◆ PROBLEM ◆
How many of the lines below contain "copied"? Answer with that number alone.

===== SOURCE RECORDS =====

//! Catalog registration and lookup.
//!
//! The `TopicCatalog` interns every card name to a `CardId`, stores topics
//! per difficulty tier, and answers the two queries the validator leans on:
//! "is this a topic card?" and "which topic does this card belong to?".
//!
//! Registration panics on invariant violations (duplicate names,
//! overlapping memberships). Those are host programming errors in the
//! content data, not runtime conditions.

use rustc_hash::FxHashMap;

use super::topic::Topic;
use crate::core::{CardId, Difficulty, GameRng, TopicId};

/// Minimum number of topics a session tries to select.
const SESSION_TOPICS_MIN: usize = 6;
/// Maximum number of topics a session tries to select.
const SESSION_TOPICS_MAX: usize = 10;
/// Retry budget when re-rolling a duplicate topic pick.
const DUPLICATE_RETRY_LIMIT: usize = 50;

/// Registry of topics and interned card names.
///
/// ## Example
///
/// ```
/// use topic_solitaire::catalog::TopicCatalog;
/// use topic_solitaire::core::Difficulty;
///
/// let mut catalog = TopicCatalog::new();
/// let fruits = catalog.add_topic(Difficulty::Easy, "Fruits", &["Apple", "Banana"]);
///
/// let apple = catalog.card_id("Apple").unwrap();
/// assert_eq!(catalog.card_topic(apple), Some(fruits));
/// assert!(!catalog.is_topic_card(apple));
/// ```
#[derive(Clone, Debug, Default)]
pub struct TopicCatalog {
    /// Interned names, indexed by `CardId`.
    names: Vec<String>,
    /// Reverse name lookup.
    ids: FxHashMap<String, CardId>,
    /// Topics, indexed by `TopicId`.
    topics: Vec<Topic>,
    /// Owning topic for every card: members map to their topic, topic
    /// cards map to themselves.
    owner: FxHashMap<CardId, TopicId>,
    /// Which of the owners are topic cards.
    topic_cards: FxHashMap<CardId, TopicId>,
    /// Topic IDs per difficulty tier.
    tiers: [Vec<TopicId>; 3],
}

impl TopicCatalog {
    /// Create a new empty catalog.
    #[must_use]
    pub fn new() -> Self {
        Self::default()
    }

    /// Register a topic with its member card names.
    ///
    /// Panics if the topic name or any member name is already registered,
    /// or if a member equals the topic name. Card names must be unique
    /// across the whole catalog.
    pub fn add_topic(&mut self, tier: Difficulty, name: &str, members: &[&str]) -> TopicId {
        let id = TopicId::new(
            u16::try_from(self.topics.len()).expect("more than u16::MAX topics registered"),
        );

        let topic_card = self.intern_new(name);

        let mut member_ids = Vec::with_capacity(members.len());
        for member in members {
            if *member == name {
                panic!("Topic {name:?} lists itself as a member");
            }
            member_ids.push(self.intern_new(member));
        }

        for &member in &member_ids {
            self.owner.insert(member, id);
        }
        self.owner.insert(topic_card, id);
        self.topic_cards.insert(topic_card, id);
        self.tiers[tier_index(tier)].push(id);

        self.topics.push(Topic {
            id,
            card: topic_card,
            tier,
            members: member_ids,
        });

        id
    }

    fn intern_new(&mut self, name: &str) -> CardId {
        if self.ids.contains_key(name) {
            panic!("Card name {name:?} already registered");
        }
        let id = CardId::new(
            u32::try_from(self.names.len()).expect("more than u32::MAX cards registered"),
        );
        self.names.push(name.to_string());
        self.ids.insert(name.to_string(), id);
        id
    }

    // === Lookup ===

    /// Look up a card by name.
    #[must_use]
    pub fn card_id(&self, name: &str) -> Option<CardId> {
        self.ids.get(name).copied()
    }

    /// Get a card's name.
    #[must_use]
    pub fn card_name(&self, card: CardId) -> &str {
        &self.names[card.raw() as usize]
    }

    /// Get a topic by ID.
    #[must_use]
    pub fn topic(&self, id: TopicId) -> &Topic {
        &self.topics[id.raw() as usize]
    }

    /// Is this card a topic card?
    #[must_use]
    pub fn is_topic_card(&self, card: CardId) -> bool {
        self.topic_cards.contains_key(&card)
    }

    /// The topic a card is associated with.
    ///
    /// A member card maps to its owning topic; a topic card maps to its
    /// own topic. Returns `None` for cards outside the catalog.
    #[must_use]
    pub fn card_topic(&self, card: CardId) -> Option<TopicId> {
        self.owner.get(&card).copied()
    }

    /// Is `card` a member of `topic` (the topic card itself excluded)?
    #[must_use]
    pub fn belongs_to(&self, card: CardId, topic: TopicId) -> bool {
        !self.is_topic_card(card) && self.card_topic(card) == Some(topic)
    }

    /// Number of registered topics.
    #[must_use]
    pub fn topic_count(&self) -> usize {
        self.topics.len()
    }

    /// Number of interned card names.
    #[must_use]
    pub fn card_count(&self) -> usize {
        self.names.len()
    }

    /// Check if the catalog has no topics.
    #[must_use]
    pub fn is_empty(&self) -> bool {
        self.topics.is_empty()
    }

    /// Total cards a set of topics brings into play: all members plus one
    /// topic card each.
    #[must_use]
    pub fn total_cards(&self, topics: &[TopicId]) -> usize {
        topics
            .iter()
            .map(|&id| self.topic(id).collection_size())
            .sum()
    }

    // === Tier sampling ===

    /// Topics registered for a difficulty tier.
    #[must_use]
    pub fn topics_for_difficulty(&self, tier: Difficulty) -> &[TopicId] {
        &self.tiers[tier_index(tier)]
    }

    /// Pick one random topic from a tier.
    #[must_use]
    pub fn pick_random_topic(&self, rng: &mut GameRng, tier: Difficulty) -> Option<TopicId> {
        rng.choose(self.topics_for_difficulty(tier)).copied()
    }

    /// Assemble a session's active topic set.
    ///
    /// Draws a uniform count in [6, 10] and picks that many random topics
    /// from the tier, re-rolling duplicates up to 50 times per pick. When
    /// the tier is too small (or the retry budget runs out) the result
    /// simply holds fewer topics; the session proceeds with whatever was
    /// collected.
    #[must_use]
    pub fn select_topics(&self, rng: &mut GameRng, tier: Difficulty) -> Vec<TopicId> {
        let count = rng.gen_range_usize(SESSION_TOPICS_MIN..SESSION_TOPICS_MAX + 1);
        let mut selected = Vec::with_capacity(count);

        for _ in 0..count {
            let mut pick = self.pick_random_topic(rng, tier);
            let mut attempts = 0;

            while let Some(topic) = pick {
                if !selected.contains(&topic) || attempts >= DUPLICATE_RETRY_LIMIT {
                    break;
                }
                pick = self.pick_random_topic(rng, tier);
                attempts += 1;
            }

            if let Some(topic) = pick {
                if !selected.contains(&topic) {
                    selected.push(topic);
                }
            }
        }

        selected
    }
}

const fn tier_index(tier: Difficulty) -> usize {
    match tier {
        Difficulty::Easy => 0,
        Difficulty::Medium => 1,
        Difficulty::Hard => 2,
    }
}

#[cfg(test)]
mod tests {
    use super::*;

    fn fruits_catalog() -> (TopicCatalog, TopicId) {
        let mut catalog = TopicCatalog::new();
        let fruits = catalog.add_topic(Difficulty::Easy, "Fruits", &["Apple", "Banana"]);
        (catalog, fruits)
    }

    #[test]
    fn test_register_and_lookup() {
        let (catalog, fruits) = fruits_catalog();

        assert_eq!(catalog.topic_count(), 1);
        assert_eq!(catalog.card_count(), 3);

        let topic_card = catalog.card_id("Fruits").unwrap();
        let apple = catalog.card_id("Apple").unwrap();

        assert!(catalog.is_topic_card(topic_card));
        assert!(!catalog.is_topic_card(apple));

        // Topic cards map to their own topic, members to their owner.
        assert_eq!(catalog.card_topic(topic_card), Some(fruits));
        assert_eq!(catalog.card_topic(apple), Some(fruits));

        assert!(catalog.belongs_to(apple, fruits));
        assert!(!catalog.belongs_to(topic_card, fruits));

        assert_eq!(catalog.card_name(apple), "Apple");
        assert_eq!(catalog.topic(fruits).member_count(), 2);
    }

    #[test]
    fn test_card_id_unknown() {
        let (catalog, _) = fruits_catalog();
        assert_eq!(catalog.card_id("Mango"), None);
    }

    #[test]
    #[should_panic(expected = "already registered")]
    fn test_duplicate_topic_name_panics() {
        let mut catalog = TopicCatalog::new();
        catalog.add_topic(Difficulty::Easy, "Fruits", &["Apple"]);
        catalog.add_topic(Difficulty::Easy, "Fruits", &["Mango"]);
    }

    #[test]
    #[should_panic(expected = "already registered")]
    fn test_shared_member_panics() {
        let mut catalog = TopicCatalog::new();
        catalog.add_topic(Difficulty::Easy, "Fruits", &["Apple"]);
        catalog.add_topic(Difficulty::Easy, "Computers", &["Apple"]);
    }

    #[test]
    #[should_panic(expected = "lists itself")]
    fn test_self_member_panics() {
        let mut catalog = TopicCatalog::new();
        catalog.add_topic(Difficulty::Easy, "Fruits", &["Fruits"]);
    }

    #[test]
    #[should_panic(expected = "already registered")]
    fn test_member_colliding_with_topic_name_panics() {
        let mut catalog = TopicCatalog::new();
        catalog.add_topic(Difficulty::Easy, "Fruits", &["Apple"]);
        catalog.add_topic(Difficulty::Easy, "Words", &["Fruits"]);
    }

    #[test]
    fn test_tier_partitioning() {
        let mut catalog = TopicCatalog::new();
        let easy = catalog.add_topic(Difficulty::Easy, "Fruits", &["Apple"]);
        let hard = catalog.add_topic(Difficulty::Hard, "Quarks", &["Charm"]);

        assert_eq!(catalog.topics_for_difficulty(Difficulty::Easy), &[easy]);
        assert_eq!(catalog.topics_for_difficulty(Difficulty::Hard), &[hard]);
        assert!(catalog.topics_for_difficulty(Difficulty::Medium).is_empty());
    }

    #[test]
    fn test_pick_random_topic_empty_tier() {
        let (catalog, _) = fruits_catalog();
        let mut rng = GameRng::new(7);
        assert_eq!(catalog.pick_random_topic(&mut rng, Difficulty::Hard), None);
    }

    #[test]
    fn test_select_topics_unique() {
        let mut catalog = TopicCatalog::new();
        for i in 0..12 {
            let name = format!("Topic{i}");
            let member = format!("Member{i}");
            catalog.add_topic(Difficulty::Easy, &name, &[&member]);
        }

        let mut rng = GameRng::new(3);
        let selected = catalog.select_topics(&mut rng, Difficulty::Easy);

        assert!(selected.len() >= SESSION_TOPICS_MIN);
        assert!(selected.len() <= SESSION_TOPICS_MAX);

        let mut deduped = selected.clone();
        deduped.sort_by_key(|t| t.raw());
        deduped.dedup();
        assert_eq!(deduped.len(), selected.len());
    }

    #[test]
    fn test_select_topics_degrades_on_small_tier() {
        let mut catalog = TopicCatalog::new();
        catalog.add_topic(Difficulty::Easy, "Fruits", &["Apple"]);
        catalog.add_topic(Difficulty::Easy, "Colors", &["Red"]);

        let mut rng = GameRng::new(9);
        let selected = catalog.select_topics(&mut rng, Difficulty::Easy);

        // Only two unique topics exist; the session proceeds with them.
        assert_eq!(selected.len(), 2);
    }

    #[test]
    fn test_select_topics_empty_tier() {
        let (catalog, _) = fruits_catalog();
        let mut rng = GameRng::new(1);
        assert!(catalog
            .select_topics(&mut rng, Difficulty::Medium)
            .is_empty());
    }

    #[test]
    fn test_select_topics_deterministic() {
        let mut catalog = TopicCatalog::new();
        for i in 0..20 {
            let name = format!("Topic{i}");
            let member = format!("Member{i}");
            catalog.add_topic(Difficulty::Medium, &name, &[&member]);
        }

        let mut rng1 = GameRng::new(11);
        let mut rng2 = GameRng::new(11);

        assert_eq!(
            catalog.select_topics(&mut rng1, Difficulty::Medium),
            catalog.select_topics(&mut rng2, Difficulty::Medium)
        );
    }

    #[test]
    fn test_total_cards() {
        let mut catalog = TopicCatalog::new();
        let a = catalog.add_topic(Difficulty::Easy, "Fruits", &["Apple", "Banana"]);
        let b = catalog.add_topic(Difficulty::Easy, "Colors", &["Red", "Green", "Blue"]);

        assert_eq!(catalog.total_cards(&[a, b]), 3 + 4);
        assert_eq!(catalog.total_cards(&[]), 0);
    }
}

=====

◆ TASK RESPONSE ◆
3